═══ Task data
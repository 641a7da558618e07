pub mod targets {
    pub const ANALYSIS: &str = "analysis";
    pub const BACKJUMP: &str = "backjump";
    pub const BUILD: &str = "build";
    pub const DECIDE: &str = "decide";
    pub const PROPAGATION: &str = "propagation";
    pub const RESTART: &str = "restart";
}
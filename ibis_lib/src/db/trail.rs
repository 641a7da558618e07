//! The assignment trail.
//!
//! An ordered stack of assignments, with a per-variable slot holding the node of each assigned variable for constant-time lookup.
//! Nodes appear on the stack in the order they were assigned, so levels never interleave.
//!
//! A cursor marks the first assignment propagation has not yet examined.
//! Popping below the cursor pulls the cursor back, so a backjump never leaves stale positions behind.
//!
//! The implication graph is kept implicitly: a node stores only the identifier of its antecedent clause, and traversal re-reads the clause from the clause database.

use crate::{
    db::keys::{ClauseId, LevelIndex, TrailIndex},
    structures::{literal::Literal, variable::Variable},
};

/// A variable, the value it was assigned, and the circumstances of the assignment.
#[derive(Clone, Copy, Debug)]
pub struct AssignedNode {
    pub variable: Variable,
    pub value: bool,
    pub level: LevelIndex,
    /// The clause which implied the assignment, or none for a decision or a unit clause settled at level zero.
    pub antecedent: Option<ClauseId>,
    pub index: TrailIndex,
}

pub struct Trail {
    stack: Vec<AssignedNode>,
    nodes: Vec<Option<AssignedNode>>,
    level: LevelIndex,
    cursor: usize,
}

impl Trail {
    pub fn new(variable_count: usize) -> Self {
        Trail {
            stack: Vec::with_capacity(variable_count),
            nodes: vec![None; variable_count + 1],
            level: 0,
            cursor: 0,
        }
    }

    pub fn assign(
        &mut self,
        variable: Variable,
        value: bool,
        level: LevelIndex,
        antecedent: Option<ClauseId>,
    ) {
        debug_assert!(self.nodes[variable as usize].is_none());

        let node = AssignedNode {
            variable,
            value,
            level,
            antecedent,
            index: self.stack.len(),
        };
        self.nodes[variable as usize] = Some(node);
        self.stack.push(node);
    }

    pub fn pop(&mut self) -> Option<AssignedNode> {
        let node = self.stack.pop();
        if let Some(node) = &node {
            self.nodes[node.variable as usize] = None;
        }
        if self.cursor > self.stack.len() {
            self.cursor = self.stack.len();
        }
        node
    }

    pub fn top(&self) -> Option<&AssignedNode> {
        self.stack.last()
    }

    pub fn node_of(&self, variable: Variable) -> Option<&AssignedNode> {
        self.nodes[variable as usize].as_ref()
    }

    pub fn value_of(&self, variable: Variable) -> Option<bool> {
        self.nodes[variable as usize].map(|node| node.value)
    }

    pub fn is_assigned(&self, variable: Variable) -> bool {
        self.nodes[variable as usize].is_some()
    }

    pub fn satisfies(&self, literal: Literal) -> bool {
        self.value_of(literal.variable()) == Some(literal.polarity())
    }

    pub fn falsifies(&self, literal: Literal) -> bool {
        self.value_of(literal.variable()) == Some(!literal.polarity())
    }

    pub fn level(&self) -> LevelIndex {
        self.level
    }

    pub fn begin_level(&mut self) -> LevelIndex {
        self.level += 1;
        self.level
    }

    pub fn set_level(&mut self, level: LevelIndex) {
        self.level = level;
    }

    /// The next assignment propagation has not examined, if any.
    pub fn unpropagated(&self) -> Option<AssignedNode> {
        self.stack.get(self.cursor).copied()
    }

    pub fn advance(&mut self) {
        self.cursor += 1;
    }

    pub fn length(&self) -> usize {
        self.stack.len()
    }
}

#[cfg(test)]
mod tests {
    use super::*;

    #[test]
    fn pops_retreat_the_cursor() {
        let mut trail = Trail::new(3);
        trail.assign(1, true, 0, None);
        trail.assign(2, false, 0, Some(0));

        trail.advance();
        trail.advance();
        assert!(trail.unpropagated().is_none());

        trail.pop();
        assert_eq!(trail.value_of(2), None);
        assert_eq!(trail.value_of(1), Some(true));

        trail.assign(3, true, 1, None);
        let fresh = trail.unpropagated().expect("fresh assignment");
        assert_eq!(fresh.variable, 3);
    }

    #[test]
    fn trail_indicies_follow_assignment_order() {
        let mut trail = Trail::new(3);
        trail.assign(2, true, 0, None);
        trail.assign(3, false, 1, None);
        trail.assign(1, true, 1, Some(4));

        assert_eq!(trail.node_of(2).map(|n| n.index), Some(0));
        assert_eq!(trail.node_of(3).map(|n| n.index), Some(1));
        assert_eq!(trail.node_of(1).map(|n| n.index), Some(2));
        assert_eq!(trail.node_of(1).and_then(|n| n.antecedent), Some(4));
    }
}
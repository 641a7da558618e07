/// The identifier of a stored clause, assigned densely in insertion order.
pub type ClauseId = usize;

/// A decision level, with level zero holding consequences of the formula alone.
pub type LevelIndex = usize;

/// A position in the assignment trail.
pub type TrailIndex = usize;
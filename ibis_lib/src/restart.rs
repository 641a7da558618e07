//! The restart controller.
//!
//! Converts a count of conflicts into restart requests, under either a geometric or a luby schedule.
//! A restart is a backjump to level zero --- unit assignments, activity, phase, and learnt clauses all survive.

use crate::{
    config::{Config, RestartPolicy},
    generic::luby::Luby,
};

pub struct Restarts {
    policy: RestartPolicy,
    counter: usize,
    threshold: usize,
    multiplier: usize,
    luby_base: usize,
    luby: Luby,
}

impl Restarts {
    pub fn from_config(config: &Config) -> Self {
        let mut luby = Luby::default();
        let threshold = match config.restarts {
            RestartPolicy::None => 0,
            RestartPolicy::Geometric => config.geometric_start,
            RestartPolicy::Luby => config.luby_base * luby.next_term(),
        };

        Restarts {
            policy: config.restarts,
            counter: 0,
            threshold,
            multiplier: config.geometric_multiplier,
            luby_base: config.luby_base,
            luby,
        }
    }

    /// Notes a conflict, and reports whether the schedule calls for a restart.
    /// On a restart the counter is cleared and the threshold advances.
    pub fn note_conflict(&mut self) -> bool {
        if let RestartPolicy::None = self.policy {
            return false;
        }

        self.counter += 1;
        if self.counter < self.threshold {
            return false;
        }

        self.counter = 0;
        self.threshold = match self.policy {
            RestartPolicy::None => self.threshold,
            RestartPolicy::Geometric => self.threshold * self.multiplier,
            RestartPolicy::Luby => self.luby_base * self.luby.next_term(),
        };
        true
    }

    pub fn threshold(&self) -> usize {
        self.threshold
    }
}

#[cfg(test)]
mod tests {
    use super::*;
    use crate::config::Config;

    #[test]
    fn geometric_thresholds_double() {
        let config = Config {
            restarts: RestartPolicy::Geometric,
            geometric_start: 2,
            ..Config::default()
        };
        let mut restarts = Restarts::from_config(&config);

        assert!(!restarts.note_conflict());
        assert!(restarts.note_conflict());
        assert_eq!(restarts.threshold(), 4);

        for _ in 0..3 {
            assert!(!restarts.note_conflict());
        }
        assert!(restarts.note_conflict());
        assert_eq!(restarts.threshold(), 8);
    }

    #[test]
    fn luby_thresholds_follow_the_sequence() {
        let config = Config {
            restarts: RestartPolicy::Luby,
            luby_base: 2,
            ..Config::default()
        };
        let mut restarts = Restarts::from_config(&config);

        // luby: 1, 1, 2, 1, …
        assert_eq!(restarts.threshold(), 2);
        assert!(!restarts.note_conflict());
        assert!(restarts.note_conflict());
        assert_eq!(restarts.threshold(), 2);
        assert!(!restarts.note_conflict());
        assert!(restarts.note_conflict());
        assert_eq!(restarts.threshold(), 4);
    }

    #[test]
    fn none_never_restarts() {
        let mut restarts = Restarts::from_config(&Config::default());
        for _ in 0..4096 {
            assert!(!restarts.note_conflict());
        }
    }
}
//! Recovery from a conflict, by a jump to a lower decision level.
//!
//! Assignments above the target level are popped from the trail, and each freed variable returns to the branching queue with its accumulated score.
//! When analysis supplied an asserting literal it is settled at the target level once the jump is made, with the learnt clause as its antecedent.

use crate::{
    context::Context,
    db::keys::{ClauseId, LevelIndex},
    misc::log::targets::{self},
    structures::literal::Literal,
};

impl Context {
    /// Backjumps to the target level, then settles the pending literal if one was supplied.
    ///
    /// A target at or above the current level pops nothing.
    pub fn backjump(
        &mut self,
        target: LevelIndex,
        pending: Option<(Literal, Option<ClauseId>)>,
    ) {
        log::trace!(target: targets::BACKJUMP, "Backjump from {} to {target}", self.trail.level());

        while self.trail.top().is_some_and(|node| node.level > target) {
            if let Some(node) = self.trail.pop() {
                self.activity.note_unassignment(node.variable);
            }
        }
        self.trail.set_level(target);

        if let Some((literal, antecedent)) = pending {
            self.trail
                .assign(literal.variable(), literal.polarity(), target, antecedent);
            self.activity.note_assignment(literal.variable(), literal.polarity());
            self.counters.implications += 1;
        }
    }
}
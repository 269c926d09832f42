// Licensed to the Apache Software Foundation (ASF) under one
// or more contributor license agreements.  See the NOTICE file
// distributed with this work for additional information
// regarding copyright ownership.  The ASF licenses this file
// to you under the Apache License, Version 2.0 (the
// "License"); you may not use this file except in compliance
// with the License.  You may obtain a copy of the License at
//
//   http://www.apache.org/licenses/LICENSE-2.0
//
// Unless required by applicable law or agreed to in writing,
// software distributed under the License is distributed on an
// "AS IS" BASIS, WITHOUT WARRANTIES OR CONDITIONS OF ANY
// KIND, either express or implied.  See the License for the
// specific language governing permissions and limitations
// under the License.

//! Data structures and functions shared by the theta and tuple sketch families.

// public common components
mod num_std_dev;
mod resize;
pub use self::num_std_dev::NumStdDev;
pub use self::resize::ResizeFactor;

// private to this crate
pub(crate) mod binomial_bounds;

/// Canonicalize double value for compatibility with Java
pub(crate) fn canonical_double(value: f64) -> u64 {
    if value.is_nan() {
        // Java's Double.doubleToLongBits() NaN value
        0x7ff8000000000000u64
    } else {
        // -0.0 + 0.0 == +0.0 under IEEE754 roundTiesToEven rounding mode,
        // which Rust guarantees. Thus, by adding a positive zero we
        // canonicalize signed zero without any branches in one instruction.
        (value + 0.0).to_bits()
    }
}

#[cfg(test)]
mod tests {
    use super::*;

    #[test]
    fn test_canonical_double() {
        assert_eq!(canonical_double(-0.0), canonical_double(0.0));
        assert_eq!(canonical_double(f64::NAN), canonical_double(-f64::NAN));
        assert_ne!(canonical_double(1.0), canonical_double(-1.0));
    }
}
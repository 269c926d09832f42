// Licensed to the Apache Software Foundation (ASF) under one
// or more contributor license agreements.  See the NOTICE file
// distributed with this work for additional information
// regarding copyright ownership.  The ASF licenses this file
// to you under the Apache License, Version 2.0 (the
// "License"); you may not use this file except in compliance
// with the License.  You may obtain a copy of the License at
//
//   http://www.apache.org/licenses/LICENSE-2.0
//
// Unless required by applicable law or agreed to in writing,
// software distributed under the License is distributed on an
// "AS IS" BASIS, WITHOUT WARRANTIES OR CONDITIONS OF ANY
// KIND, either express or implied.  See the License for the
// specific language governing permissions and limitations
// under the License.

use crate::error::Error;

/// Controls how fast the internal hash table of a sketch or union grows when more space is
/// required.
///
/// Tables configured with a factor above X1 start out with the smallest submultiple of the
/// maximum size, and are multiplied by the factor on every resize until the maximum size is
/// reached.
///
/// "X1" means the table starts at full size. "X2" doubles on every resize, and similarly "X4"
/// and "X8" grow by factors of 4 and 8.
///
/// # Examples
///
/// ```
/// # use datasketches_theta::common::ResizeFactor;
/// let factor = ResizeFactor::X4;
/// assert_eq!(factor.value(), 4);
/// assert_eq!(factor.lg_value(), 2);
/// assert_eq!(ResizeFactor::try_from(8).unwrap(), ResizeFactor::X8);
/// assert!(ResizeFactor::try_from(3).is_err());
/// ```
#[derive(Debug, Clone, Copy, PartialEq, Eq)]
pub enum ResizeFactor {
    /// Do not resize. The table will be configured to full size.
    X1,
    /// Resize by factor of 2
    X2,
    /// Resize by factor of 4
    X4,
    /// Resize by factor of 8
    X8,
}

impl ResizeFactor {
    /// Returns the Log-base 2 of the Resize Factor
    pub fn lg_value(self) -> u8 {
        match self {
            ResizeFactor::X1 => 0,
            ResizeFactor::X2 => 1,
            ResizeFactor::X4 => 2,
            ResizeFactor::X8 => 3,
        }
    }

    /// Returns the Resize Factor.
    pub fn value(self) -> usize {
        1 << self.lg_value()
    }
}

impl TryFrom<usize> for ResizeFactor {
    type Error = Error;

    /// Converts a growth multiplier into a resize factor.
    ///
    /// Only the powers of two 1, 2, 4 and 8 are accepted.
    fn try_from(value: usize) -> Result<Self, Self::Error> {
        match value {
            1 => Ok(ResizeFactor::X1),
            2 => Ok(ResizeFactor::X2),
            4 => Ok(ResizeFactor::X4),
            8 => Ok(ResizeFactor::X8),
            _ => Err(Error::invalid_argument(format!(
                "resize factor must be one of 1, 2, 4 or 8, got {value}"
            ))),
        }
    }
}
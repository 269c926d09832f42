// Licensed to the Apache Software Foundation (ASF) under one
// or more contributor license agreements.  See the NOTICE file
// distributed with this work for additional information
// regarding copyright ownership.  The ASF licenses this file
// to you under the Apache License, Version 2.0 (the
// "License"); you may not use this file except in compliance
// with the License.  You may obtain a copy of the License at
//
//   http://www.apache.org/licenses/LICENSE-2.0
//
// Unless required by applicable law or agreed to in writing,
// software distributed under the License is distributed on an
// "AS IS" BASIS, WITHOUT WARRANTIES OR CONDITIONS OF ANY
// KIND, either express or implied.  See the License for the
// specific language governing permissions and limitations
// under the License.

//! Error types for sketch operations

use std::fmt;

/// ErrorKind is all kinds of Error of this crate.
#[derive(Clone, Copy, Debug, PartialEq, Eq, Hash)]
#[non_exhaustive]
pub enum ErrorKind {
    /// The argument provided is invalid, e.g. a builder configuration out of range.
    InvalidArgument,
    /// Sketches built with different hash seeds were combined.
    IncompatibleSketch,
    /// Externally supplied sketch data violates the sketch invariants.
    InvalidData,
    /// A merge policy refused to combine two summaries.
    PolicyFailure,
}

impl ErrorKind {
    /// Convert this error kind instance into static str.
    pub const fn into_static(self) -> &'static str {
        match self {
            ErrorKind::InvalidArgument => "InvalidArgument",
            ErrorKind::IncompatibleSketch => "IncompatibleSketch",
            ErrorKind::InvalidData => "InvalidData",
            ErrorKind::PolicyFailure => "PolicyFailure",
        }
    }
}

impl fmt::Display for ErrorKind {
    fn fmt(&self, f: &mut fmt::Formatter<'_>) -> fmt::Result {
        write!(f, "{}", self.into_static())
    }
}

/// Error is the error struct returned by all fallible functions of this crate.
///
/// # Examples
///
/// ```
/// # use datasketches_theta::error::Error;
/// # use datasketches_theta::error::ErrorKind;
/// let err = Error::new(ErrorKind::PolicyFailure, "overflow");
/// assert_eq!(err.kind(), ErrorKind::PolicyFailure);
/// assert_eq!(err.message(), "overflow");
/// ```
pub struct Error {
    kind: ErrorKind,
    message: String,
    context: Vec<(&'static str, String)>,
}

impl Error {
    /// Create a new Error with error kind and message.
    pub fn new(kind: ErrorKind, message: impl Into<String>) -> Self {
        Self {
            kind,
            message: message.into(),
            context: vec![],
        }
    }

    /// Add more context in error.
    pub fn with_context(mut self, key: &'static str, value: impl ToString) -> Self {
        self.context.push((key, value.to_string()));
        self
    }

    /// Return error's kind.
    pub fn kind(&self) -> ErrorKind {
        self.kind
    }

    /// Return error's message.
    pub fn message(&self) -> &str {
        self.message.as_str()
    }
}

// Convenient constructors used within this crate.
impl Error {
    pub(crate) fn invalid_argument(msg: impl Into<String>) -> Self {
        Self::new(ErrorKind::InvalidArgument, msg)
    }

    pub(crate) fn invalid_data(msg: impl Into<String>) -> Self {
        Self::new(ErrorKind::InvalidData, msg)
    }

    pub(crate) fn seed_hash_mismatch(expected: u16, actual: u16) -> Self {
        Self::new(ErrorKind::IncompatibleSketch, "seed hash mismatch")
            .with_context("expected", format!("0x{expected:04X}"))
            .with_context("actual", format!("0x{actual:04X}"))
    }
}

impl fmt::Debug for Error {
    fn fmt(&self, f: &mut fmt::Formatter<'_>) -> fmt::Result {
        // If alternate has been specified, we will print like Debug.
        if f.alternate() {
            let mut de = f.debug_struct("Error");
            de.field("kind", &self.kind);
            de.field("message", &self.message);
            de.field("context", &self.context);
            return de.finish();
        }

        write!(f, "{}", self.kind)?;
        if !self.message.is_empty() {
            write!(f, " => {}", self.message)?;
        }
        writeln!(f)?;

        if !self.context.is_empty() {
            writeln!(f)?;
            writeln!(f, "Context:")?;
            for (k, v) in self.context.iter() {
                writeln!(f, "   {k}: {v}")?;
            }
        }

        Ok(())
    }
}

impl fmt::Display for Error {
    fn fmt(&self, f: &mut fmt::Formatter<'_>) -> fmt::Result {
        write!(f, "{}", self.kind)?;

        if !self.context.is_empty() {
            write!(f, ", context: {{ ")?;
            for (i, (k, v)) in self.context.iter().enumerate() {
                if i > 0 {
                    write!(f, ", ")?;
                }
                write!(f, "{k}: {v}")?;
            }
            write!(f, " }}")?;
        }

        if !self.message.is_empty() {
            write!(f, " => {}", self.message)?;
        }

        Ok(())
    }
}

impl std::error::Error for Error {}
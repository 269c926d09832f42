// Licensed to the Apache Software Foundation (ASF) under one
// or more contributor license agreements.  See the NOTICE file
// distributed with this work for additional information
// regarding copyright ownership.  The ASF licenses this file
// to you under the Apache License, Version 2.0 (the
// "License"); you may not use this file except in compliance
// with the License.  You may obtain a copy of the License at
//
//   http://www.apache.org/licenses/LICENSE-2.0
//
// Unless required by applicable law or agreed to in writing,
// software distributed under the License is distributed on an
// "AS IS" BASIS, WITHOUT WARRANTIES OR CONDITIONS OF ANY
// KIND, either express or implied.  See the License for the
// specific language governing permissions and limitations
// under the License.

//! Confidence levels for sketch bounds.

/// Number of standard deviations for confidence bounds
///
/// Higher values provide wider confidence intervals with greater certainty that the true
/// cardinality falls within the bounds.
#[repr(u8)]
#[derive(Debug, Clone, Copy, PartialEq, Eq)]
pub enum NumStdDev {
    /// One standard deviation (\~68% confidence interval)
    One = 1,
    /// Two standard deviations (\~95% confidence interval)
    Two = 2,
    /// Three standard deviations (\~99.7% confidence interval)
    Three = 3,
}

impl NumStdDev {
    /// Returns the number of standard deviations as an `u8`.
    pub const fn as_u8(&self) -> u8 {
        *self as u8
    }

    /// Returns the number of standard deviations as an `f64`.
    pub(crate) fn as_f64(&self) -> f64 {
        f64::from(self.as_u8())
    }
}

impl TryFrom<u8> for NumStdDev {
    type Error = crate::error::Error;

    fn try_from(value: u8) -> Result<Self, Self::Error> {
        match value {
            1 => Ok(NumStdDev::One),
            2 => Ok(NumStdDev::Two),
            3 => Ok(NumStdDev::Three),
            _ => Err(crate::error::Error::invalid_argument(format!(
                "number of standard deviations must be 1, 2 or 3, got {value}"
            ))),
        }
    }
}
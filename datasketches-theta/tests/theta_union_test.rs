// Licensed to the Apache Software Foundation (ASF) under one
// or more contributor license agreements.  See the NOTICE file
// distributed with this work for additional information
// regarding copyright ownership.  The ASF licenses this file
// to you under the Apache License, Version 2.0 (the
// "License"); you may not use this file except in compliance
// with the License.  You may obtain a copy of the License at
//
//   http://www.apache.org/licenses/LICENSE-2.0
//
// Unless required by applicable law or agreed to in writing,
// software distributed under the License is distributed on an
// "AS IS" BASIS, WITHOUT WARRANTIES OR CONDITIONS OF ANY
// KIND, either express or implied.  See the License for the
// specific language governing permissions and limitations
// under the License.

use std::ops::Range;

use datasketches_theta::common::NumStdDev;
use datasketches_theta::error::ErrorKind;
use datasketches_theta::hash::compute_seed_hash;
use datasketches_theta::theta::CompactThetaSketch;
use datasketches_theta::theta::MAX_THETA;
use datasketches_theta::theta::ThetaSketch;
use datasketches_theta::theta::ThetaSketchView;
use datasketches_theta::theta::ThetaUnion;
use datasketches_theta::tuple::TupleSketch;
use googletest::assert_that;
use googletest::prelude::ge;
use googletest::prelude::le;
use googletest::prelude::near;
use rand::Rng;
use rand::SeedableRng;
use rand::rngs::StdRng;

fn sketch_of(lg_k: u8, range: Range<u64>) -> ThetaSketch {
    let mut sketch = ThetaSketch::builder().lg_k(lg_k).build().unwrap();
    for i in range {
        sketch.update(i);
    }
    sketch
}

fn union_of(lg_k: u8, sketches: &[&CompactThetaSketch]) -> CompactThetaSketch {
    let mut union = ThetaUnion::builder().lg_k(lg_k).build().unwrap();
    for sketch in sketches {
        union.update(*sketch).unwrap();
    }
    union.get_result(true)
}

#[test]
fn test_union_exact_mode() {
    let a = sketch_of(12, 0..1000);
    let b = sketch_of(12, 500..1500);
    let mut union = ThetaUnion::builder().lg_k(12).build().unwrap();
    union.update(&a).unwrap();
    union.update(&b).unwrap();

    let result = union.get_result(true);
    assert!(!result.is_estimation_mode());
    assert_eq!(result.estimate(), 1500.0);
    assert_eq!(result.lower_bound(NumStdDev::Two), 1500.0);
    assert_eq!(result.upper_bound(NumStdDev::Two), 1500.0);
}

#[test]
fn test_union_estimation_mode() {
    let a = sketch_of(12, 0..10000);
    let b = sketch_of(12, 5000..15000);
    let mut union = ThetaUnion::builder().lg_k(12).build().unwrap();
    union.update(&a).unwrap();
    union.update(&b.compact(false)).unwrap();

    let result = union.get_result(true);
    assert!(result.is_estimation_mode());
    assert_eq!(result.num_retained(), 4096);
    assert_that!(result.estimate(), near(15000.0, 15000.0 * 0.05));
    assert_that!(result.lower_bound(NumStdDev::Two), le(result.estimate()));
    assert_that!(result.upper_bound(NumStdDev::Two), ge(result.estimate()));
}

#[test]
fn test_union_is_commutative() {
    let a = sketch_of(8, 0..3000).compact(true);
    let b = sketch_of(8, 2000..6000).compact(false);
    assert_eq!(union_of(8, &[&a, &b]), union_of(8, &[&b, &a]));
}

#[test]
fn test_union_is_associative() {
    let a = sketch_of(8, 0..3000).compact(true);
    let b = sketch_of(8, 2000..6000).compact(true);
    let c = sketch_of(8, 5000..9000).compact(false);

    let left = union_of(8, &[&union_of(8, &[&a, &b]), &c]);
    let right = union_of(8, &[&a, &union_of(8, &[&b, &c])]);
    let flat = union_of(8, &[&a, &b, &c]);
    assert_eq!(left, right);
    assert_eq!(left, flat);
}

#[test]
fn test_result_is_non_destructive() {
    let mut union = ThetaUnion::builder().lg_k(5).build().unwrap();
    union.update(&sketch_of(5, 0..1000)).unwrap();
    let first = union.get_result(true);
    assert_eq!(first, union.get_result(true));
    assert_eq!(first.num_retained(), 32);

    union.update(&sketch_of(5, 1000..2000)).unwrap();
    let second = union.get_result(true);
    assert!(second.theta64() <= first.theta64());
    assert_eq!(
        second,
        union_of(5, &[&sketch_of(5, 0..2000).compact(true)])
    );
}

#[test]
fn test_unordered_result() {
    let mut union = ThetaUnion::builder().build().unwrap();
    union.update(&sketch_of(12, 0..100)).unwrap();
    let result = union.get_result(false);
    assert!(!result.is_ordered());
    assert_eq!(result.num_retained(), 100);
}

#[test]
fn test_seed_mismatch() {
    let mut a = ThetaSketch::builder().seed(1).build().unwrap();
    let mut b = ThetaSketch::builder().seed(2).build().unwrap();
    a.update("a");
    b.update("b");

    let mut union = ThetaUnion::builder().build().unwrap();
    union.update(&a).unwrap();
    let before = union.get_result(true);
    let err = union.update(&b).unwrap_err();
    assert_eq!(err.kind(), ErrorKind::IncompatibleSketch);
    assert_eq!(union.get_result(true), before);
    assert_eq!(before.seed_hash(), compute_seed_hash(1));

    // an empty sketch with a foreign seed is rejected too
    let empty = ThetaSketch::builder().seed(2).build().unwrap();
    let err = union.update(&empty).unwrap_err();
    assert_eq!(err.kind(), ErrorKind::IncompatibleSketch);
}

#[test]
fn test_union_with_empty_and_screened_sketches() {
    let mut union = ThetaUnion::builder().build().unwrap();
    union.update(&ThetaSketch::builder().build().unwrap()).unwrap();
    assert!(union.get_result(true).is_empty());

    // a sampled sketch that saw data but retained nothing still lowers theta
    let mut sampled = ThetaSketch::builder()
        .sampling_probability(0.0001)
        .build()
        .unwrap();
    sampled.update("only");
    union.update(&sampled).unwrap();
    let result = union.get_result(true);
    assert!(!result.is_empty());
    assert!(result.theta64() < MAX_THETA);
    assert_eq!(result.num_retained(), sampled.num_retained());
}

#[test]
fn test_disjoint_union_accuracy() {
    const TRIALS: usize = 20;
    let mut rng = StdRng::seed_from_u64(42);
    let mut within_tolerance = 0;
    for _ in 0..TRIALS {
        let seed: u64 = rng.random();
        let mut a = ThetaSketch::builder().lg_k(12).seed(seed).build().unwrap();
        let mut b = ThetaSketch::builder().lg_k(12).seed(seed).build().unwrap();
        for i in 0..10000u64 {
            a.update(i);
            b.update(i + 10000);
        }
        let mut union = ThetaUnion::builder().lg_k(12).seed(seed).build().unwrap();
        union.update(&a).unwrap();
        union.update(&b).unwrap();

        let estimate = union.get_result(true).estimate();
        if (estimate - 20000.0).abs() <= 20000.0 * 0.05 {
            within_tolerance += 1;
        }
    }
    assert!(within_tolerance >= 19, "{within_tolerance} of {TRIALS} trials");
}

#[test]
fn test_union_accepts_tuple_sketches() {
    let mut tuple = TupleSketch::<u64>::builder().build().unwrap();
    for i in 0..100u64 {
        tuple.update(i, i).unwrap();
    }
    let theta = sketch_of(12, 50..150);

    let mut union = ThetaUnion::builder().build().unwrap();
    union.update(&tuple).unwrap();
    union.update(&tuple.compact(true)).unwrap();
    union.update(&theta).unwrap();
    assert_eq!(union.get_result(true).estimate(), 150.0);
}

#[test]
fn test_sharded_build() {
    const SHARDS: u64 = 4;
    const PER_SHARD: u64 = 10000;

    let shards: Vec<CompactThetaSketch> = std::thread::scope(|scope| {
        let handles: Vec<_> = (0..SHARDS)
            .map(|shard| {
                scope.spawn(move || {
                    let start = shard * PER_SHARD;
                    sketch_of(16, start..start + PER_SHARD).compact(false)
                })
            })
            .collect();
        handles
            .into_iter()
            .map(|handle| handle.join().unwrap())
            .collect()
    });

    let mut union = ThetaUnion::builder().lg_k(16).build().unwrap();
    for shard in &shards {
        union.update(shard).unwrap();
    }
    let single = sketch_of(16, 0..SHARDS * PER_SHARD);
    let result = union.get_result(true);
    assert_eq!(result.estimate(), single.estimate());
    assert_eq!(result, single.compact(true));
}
══════
▶ **Action item**:
Copy every line of the data where "InvalidArgument" is found.

▶ **Worked solution**:
    InvalidArgument,
            ErrorKind::InvalidArgument => "InvalidArgument",
        Self::new(ErrorKind::InvalidArgument, msg)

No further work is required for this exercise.